Q&As from our live online event: COVID-19 – this time it’s different?
Equilibrium’s Founder, Colin Lawson, recently presented a live online event discussing how markets are reacting to COVID-19 and how it is shaping our investment process. Whilst you can sign up to watch the full recording here, we have put together a summary of the questions asked by the viewers on the day below.
If governments can continue to throw money at the system, why did they bother with austerity and how long can this continue for?
Coming out of the financial crisis, different governments took different approaches. The US, for example, went more down the route of spending than austerity. On reflection now, many people may say that the UK’s approach of austerity was a mistake.
Having previously said there wasn’t a magic money tree to provide government workers with wage increases in real terms, they certainly seem to have found one now – maybe even a forest. It will be a very interesting debate when people come to unpick the monetary and fiscal policy of the last decade.
Looking forward, with central banks acting the way they are, they are controlling the interest rates therefore there is scope for governments to borrow significantly. So it’s more about how that money is spent.
Is it a short-term overdraft to get me to the other side of hardship or will it be directed towards long-term infrastructure projects or the green economy? If you can borrow for 10 years at very low interest rates and invest it into something that will boost the economy over the longer term then, in our view, that would be the sensible thing to do.
It’s almost the difference between a payday loan at one end of the spectrum and a 25-year mortgage at the other. We’ll just have to wait and see on that one.
Are we likely to be faced with a period of significant inflation in the years to come?
In theory, the actions taken by central banks over the past decade, injecting money into the system, should be inflationary.
We didn’t see this after the financial crisis because the extra cash didn’t really find its way into the real economy. Instead, it was largely used to bolster bank balance sheets and eventually ended up in the equity markets.
The current response seems to be more likely to find its way into the real economy as there is a renewed focus on increasing government spending. So there is potential for inflationary pressures.
However, we believe that the focus of central banks and governments is primarily on preventing deflation first and foremost. What’s more, there are long term deflationary pressures that continue to have an impact. The advancement of technology, aging populations and a weakened labour force are but a few of the shifting demographics that could keep a lid on inflation long term.
Why don’t you consider gold as a portfolio stabiliser?
Gold is a difficult asset as it is almost impossible to value it.

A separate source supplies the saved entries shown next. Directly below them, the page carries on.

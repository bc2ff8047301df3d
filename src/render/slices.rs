use rayon::prelude::*;

/// Rows handed to one worker per slice call.
pub(crate) const SLICE_ROWS: usize = 64;

/// Partition `data` (interleaved RGBA rows of `width` pixels) into contiguous
/// row ranges and run `f(start_line, rows)` for each range in parallel.
///
/// Each range is mutated by exactly one worker; the call returns once every
/// range has finished (fork-join barrier).
pub(crate) fn par_row_slices<T: Send, F>(data: &mut [T], width: usize, f: F)
where
    F: Fn(usize, &mut [T]) + Send + Sync,
{
    let chunk = SLICE_ROWS * width * 4;
    if chunk == 0 {
        return;
    }
    data.par_chunks_mut(chunk)
        .enumerate()
        .for_each(|(i, rows)| f(i * SLICE_ROWS, rows));
}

If we consider a commercial property that is providing a 4% yield, then we can value it. We can value the current and future value of that property and the rental yield it will provide.
Gold doesn’t have a yield. It doesn’t provide an income. In fact, you have to pay someone to find it, pay someone to dig it up and pay someone to ship it across the world before paying someone else to dig a hole and bury it again!
During stock market volatility, some people are comforted by owning gold which means that when the economic outlook is bleak, demand increases and the price increases. As it has no earnings, its value is based on the theory that there will be someone who thinks the future will be even more bleak and pay more for it (sometimes referred to as the greater fool). Trying to build an investment strategy and plan for the long term around gold is therefore quite speculative.
Given the low interest rates on offer, should I be borrowing from my bank to invest?
“Oooh… now there is a compliance trap if ever I heard one” – Colin Lawson, Founder.
Generally, we would never encourage people to borrow to invest. Whilst we may believe that, taking a long-term view, now is a good time to invest compared to cash, gearing or leveraging a portfolio leads to additional risks that the vast majority of investors would not be comfortable with.
Risk warning: The content contained in this blog represents the opinions of Equilibrium Investment Management LLP (EIM) and Equilibrium Financial Planning LLP (EFP). The commentary in no way constitutes a solicitation of investment advice. It should not be relied upon in making investment decisions and is intended solely for the entertainment of the viewer. Past performance is never a guide to future performance. Investments may (will) fall as well as rise and you may not get back your original investment.